(Record set)

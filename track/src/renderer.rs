//! The render cycle: per-tile presentations, countdown ticks and transition detection.

use std::fmt;

use chrono::{DateTime, Utc};
use serde::Serialize;

use crate::config::TrackConfig;
use crate::countdown::{DisplayZone, format_countdown, format_reveal_instant};
use crate::schedule::{RevealState, find_next_locked, next_reveal, remaining, reveal_state};
use crate::store::{ImageStore, StoreError, sniff_image_format};
use crate::tile::{ContentMode, RarityTag, TileDescriptor};

#[derive(Debug, Clone, Copy, PartialEq, Eq, Hash, Serialize)]
#[serde(rename_all = "SCREAMING_SNAKE_CASE")]
pub enum StatusLabel {
    Locked,
    Revealed,
    /// Revealed and showing a user-uploaded image.
    Uploaded,
    InvalidTime,
}

impl StatusLabel {
    pub fn as_str(self) -> &'static str {
        match self {
            Self::Locked => "LOCKED",
            Self::Revealed => "REVEALED",
            Self::Uploaded => "UPLOADED",
            Self::InvalidTime => "INVALID TIME",
        }
    }
}

impl fmt::Display for StatusLabel {
    fn fmt(&self, f: &mut fmt::Formatter<'_>) -> fmt::Result {
        f.write_str(self.as_str())
    }
}

#[derive(Debug, Clone, PartialEq, Eq, Serialize)]
#[serde(tag = "kind", rename_all = "snake_case")]
pub enum ContentRef {
    /// Locked tiles never expose their content.
    Hidden,
    Icon { glyph: String },
    Url { url: String },
    /// Bytes live in the image store under `tile_id`.
    StoredImage { tile_id: String },
}

/// Everything the display surface needs to draw one tile.
#[derive(Debug, Clone, PartialEq, Eq, Serialize)]
pub struct TilePresentation {
    pub id: String,
    pub title: String,
    pub rarity_label: String,
    pub rarity_tag: RarityTag,
    pub is_locked: bool,
    pub status_label: StatusLabel,
    pub formatted_reveal_instant: String,
    pub countdown_text: Option<String>,
    pub content: ContentRef,
}

#[derive(Debug, Clone, PartialEq, Eq, Serialize)]
pub struct DetailPresentation {
    pub index: usize,
    pub tile: TilePresentation,
    pub can_upload: bool,
}

#[derive(Debug, Clone, PartialEq, Eq)]
pub struct CountdownUpdate {
    pub index: usize,
    pub text: String,
}

#[derive(Debug, Clone, PartialEq, Eq)]
pub enum TickOutcome {
    /// No tile changed state; only these countdown texts moved.
    Countdowns(Vec<CountdownUpdate>),
    /// At least one tile changed state, so a full render pass was run.
    Rerendered {
        transitioned: Vec<usize>,
        tiles: Vec<TilePresentation>,
    },
}

#[derive(Debug, Clone, Copy, PartialEq, Eq)]
pub enum UploadOutcome {
    Stored { replaced: bool, persisted: bool },
    UnknownTile,
    UploadsDisabled,
    NotRevealed,
    NotAnImage,
}

impl UploadOutcome {
    pub fn is_stored(self) -> bool {
        matches!(self, Self::Stored { .. })
    }
}

pub struct TrackRenderer {
    tiles: Vec<TileDescriptor>,
    content_mode: ContentMode,
    display_zone: DisplayZone,
    store: ImageStore,
    /// Revealed flags as of the last render pass; the baseline ticks diff against.
    rendered: Option<Vec<bool>>,
    persist_error: Option<StoreError>,
}

impl TrackRenderer {
    pub fn new(config: TrackConfig, store: ImageStore) -> Self {
        Self {
            tiles: config.tiles,
            content_mode: config.content_mode,
            display_zone: config.display_zone,
            store,
            rendered: None,
            persist_error: None,
        }
    }

    pub fn tiles(&self) -> &[TileDescriptor] {
        &self.tiles
    }

    pub fn content_mode(&self) -> ContentMode {
        self.content_mode
    }

    pub fn store(&self) -> &ImageStore {
        &self.store
    }

    pub fn index_of(&self, tile_id: &str) -> Option<usize> {
        self.tiles.iter().position(|t| t.id == tile_id)
    }

    fn present(&self, tile: &TileDescriptor, now: DateTime<Utc>) -> TilePresentation {
        let reveal_at = tile.reveal_instant();
        let state = reveal_state(tile, now);
        let content = self.content_for(tile, state);

        let status_label = match (state, &content) {
            (RevealState::InvalidSchedule, _) => StatusLabel::InvalidTime,
            (RevealState::Locked, _) => StatusLabel::Locked,
            (RevealState::Revealed, ContentRef::StoredImage { .. }) => StatusLabel::Uploaded,
            (RevealState::Revealed, _) => StatusLabel::Revealed,
        };
        let countdown_text = match (state, reveal_at) {
            (RevealState::Locked, Some(at)) => Some(format_countdown(remaining(at, now))),
            _ => None,
        };

        TilePresentation {
            id: tile.id.clone(),
            title: tile.title.clone(),
            rarity_label: tile.rarity.clone(),
            rarity_tag: tile.rarity_tag(),
            is_locked: !state.is_revealed(),
            status_label,
            formatted_reveal_instant: format_reveal_instant(reveal_at, self.display_zone),
            countdown_text,
            content,
        }
    }

    fn content_for(&self, tile: &TileDescriptor, state: RevealState) -> ContentRef {
        if !state.is_revealed() {
            return ContentRef::Hidden;
        }
        let icon = || ContentRef::Icon {
            glyph: tile.icon.clone(),
        };
        match self.content_mode {
            ContentMode::StaticUrl => match &tile.content_url {
                Some(url) => ContentRef::Url { url: url.clone() },
                None => icon(),
            },
            ContentMode::UserUpload if self.store.contains(&tile.id) => ContentRef::StoredImage {
                tile_id: tile.id.clone(),
            },
            ContentMode::UserUpload | ContentMode::IconOnly => icon(),
        }
    }

    /// Rebuilds every presentation from scratch against `now`.
    pub fn render_pass(&mut self, now: DateTime<Utc>) -> Vec<TilePresentation> {
        let tiles: Vec<TilePresentation> = self.tiles.iter().map(|t| self.present(t, now)).collect();
        self.rendered = Some(tiles.iter().map(|t| !t.is_locked).collect());
        tiles
    }

    /// One timer tick: recompute every state, and either report countdown text changes or, if
    /// any tile's state differs from the last render pass, run exactly one full pass.
    pub fn tick(&mut self, now: DateTime<Utc>) -> TickOutcome {
        let Some(rendered) = self.rendered.as_deref() else {
            return TickOutcome::Rerendered {
                transitioned: Vec::new(),
                tiles: self.render_pass(now),
            };
        };

        let mut transitioned = Vec::new();
        let mut relocked = Vec::new();
        let mut updates = Vec::new();
        for (index, tile) in self.tiles.iter().enumerate() {
            let was_revealed = rendered.get(index).copied().unwrap_or(false);
            match (reveal_state(tile, now), tile.reveal_instant()) {
                (RevealState::Revealed, _) if !was_revealed => transitioned.push(index),
                (RevealState::Locked, _) if was_revealed => relocked.push(index),
                (RevealState::Locked, Some(at)) => updates.push(CountdownUpdate {
                    index,
                    text: format_countdown(remaining(at, now)),
                }),
                _ => {}
            }
        }

        if transitioned.is_empty() && relocked.is_empty() {
            return TickOutcome::Countdowns(updates);
        }
        for &index in &transitioned {
            tracing::info!(tile = %self.tiles[index].id, %now, "tile revealed");
        }
        if !relocked.is_empty() {
            tracing::warn!(tiles = ?relocked, %now, "clock moved backwards; tiles locked again");
        }
        TickOutcome::Rerendered {
            transitioned,
            tiles: self.render_pass(now),
        }
    }

    /// Detail view for the tile at `index`, recomputed against `now` rather than taken from the
    /// last render pass.
    pub fn detail_at(&self, index: usize, now: DateTime<Utc>) -> Option<DetailPresentation> {
        let tile = self.tiles.get(index)?;
        let presentation = self.present(tile, now);
        Some(DetailPresentation {
            index,
            can_upload: self.content_mode.accepts_uploads() && !presentation.is_locked,
            tile: presentation,
        })
    }

    pub fn open_detail(&self, tile_id: &str, now: DateTime<Utc>) -> Option<DetailPresentation> {
        self.detail_at(self.index_of(tile_id)?, now)
    }

    /// Stores an uploaded image if the tile accepts one right now.
    ///
    /// Every rejection leaves the store untouched. Eligibility is evaluated at `now`, which for
    /// asynchronous reads is the moment the read completed.
    pub fn upload_image(&mut self, tile_id: &str, bytes: Vec<u8>, now: DateTime<Utc>) -> UploadOutcome {
        let Some(index) = self.index_of(tile_id) else {
            return UploadOutcome::UnknownTile;
        };
        if !self.content_mode.accepts_uploads() {
            return UploadOutcome::UploadsDisabled;
        }
        if !reveal_state(&self.tiles[index], now).is_revealed() {
            tracing::debug!(tile = tile_id, "upload ignored; tile is locked");
            return UploadOutcome::NotRevealed;
        }
        let Some(format) = sniff_image_format(&bytes) else {
            tracing::debug!(tile = tile_id, len = bytes.len(), "upload ignored; not an image");
            return UploadOutcome::NotAnImage;
        };

        let len = bytes.len();
        let put = self.store.put(tile_id, bytes);
        let persisted = match put.saved {
            Ok(()) => {
                tracing::info!(tile = tile_id, ?format, len, replaced = put.replaced, "image stored");
                self.persist_error = None;
                true
            }
            Err(err) => {
                tracing::error!(tile = tile_id, %err, "image kept in memory but not persisted");
                self.persist_error = Some(err);
                false
            }
        };
        UploadOutcome::Stored {
            replaced: put.replaced,
            persisted,
        }
    }

    /// The error behind the most recent `Stored { persisted: false }`, if not yet taken.
    pub fn take_persist_error(&mut self) -> Option<StoreError> {
        self.persist_error.take()
    }

    pub fn reset_images(&mut self) -> Result<(), StoreError> {
        tracing::info!(count = self.store.len(), "clearing stored images");
        self.store.reset()
    }

    pub fn next_locked(&self, now: DateTime<Utc>) -> Option<usize> {
        find_next_locked(&self.tiles, now)
    }

    pub fn next_reveal(&self, now: DateTime<Utc>) -> Option<(usize, DateTime<Utc>)> {
        next_reveal(&self.tiles, now)
    }

    pub fn revealed_count(&self, now: DateTime<Utc>) -> usize {
        self.tiles
            .iter()
            .filter(|t| reveal_state(t, now).is_revealed())
            .count()
    }
}

#[cfg(test)]
mod tests {
    use super::*;
    use crate::store::MemoryBackend;
    use chrono::TimeDelta;

    fn at(raw: &str) -> DateTime<Utc> {
        DateTime::parse_from_rfc3339(raw)
            .expect("valid timestamp")
            .with_timezone(&Utc)
    }

    fn renderer(mode: ContentMode, tiles: Vec<TileDescriptor>) -> TrackRenderer {
        let mut config = TrackConfig::new(mode, tiles);
        config.display_zone = DisplayZone::Utc;
        TrackRenderer::new(config, ImageStore::open(MemoryBackend::new()))
    }

    #[test]
    fn first_tick_runs_a_full_pass() {
        let mut r = renderer(
            ContentMode::IconOnly,
            vec![TileDescriptor::new("a", "A", "Rare", "2025-01-01T00:00:00Z")],
        );
        let outcome = r.tick(at("2024-12-31T23:59:00Z"));
        assert!(matches!(outcome, TickOutcome::Rerendered { ref transitioned, .. } if transitioned.is_empty()));
    }

    #[test]
    fn locked_presentation_hides_content_and_counts_down() {
        let mut r = renderer(
            ContentMode::IconOnly,
            vec![TileDescriptor::new("a", "A", "Epic", "2025-01-01T00:00:00Z").with_icon("!")],
        );
        let tiles = r.render_pass(at("2024-12-31T23:58:59Z"));
        let t = &tiles[0];
        assert!(t.is_locked);
        assert_eq!(t.status_label, StatusLabel::Locked);
        assert_eq!(t.countdown_text.as_deref(), Some("1m 1s"));
        assert_eq!(t.content, ContentRef::Hidden);
        assert_eq!(t.rarity_tag, RarityTag::Epic);
        assert_eq!(t.formatted_reveal_instant, "2025-01-01 00:00 UTC");
    }

    #[test]
    fn tick_without_transition_only_updates_countdowns() {
        let mut r = renderer(
            ContentMode::IconOnly,
            vec![
                TileDescriptor::new("a", "A", "Rare", "2025-01-01T00:00:00Z"),
                TileDescriptor::new("b", "B", "Rare", "2024-01-01T00:00:00Z"),
                TileDescriptor::new("c", "C", "Rare", "whenever"),
            ],
        );
        let now = at("2024-12-31T23:00:00Z");
        r.render_pass(now);

        let outcome = r.tick(now + TimeDelta::seconds(1));
        assert_eq!(
            outcome,
            TickOutcome::Countdowns(vec![CountdownUpdate {
                index: 0,
                text: "59m 59s".to_string(),
            }])
        );
    }

    #[test]
    fn tick_at_reveal_instant_rerenders_once() {
        let mut r = renderer(
            ContentMode::IconOnly,
            vec![TileDescriptor::new("a", "A", "Rare", "2025-01-01T00:00:00Z").with_icon("@")],
        );
        r.render_pass(at("2024-12-31T23:59:59Z"));

        let TickOutcome::Rerendered { transitioned, tiles } = r.tick(at("2025-01-01T00:00:00Z")) else {
            panic!("reveal should trigger a render pass");
        };
        assert_eq!(transitioned, vec![0]);
        assert!(!tiles[0].is_locked);
        assert_eq!(tiles[0].status_label, StatusLabel::Revealed);
        assert_eq!(tiles[0].content, ContentRef::Icon { glyph: "@".to_string() });
        assert_eq!(tiles[0].countdown_text, None);

        // The next tick sees no new transition.
        assert_eq!(
            r.tick(at("2025-01-01T00:00:01Z")),
            TickOutcome::Countdowns(Vec::new())
        );
    }

    #[test]
    fn static_url_mode_falls_back_to_icon() {
        let mut r = renderer(
            ContentMode::StaticUrl,
            vec![
                TileDescriptor::new("a", "A", "Rare", "2020-01-01T00:00:00Z")
                    .with_content_url("https://example.com/a.png"),
                TileDescriptor::new("b", "B", "Rare", "2020-01-01T00:00:00Z").with_icon("b"),
            ],
        );
        let tiles = r.render_pass(at("2025-01-01T00:00:00Z"));
        assert_eq!(
            tiles[0].content,
            ContentRef::Url {
                url: "https://example.com/a.png".to_string()
            }
        );
        assert_eq!(tiles[1].content, ContentRef::Icon { glyph: "b".to_string() });
    }

    #[test]
    fn detail_recomputes_state_at_open_time() {
        let mut r = renderer(
            ContentMode::UserUpload,
            vec![TileDescriptor::new("a", "A", "Rare", "2025-01-01T00:00:00Z")],
        );
        let tiles = r.render_pass(at("2024-12-31T23:59:59Z"));
        assert!(tiles[0].is_locked);

        let detail = r
            .open_detail("a", at("2025-01-01T00:00:00Z"))
            .expect("tile exists");
        assert!(!detail.tile.is_locked);
        assert!(detail.can_upload);
        assert_eq!(r.open_detail("missing", at("2025-01-01T00:00:00Z")), None);
    }
}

(Try it) Search the records for the string "false" and return every line in which it occurs.

(Solution to this task)
            let was_revealed = rendered.get(index).copied().unwrap_or(false);
                false
    /// The error behind the most recent `Stored { persisted: false }`, if not yet taken.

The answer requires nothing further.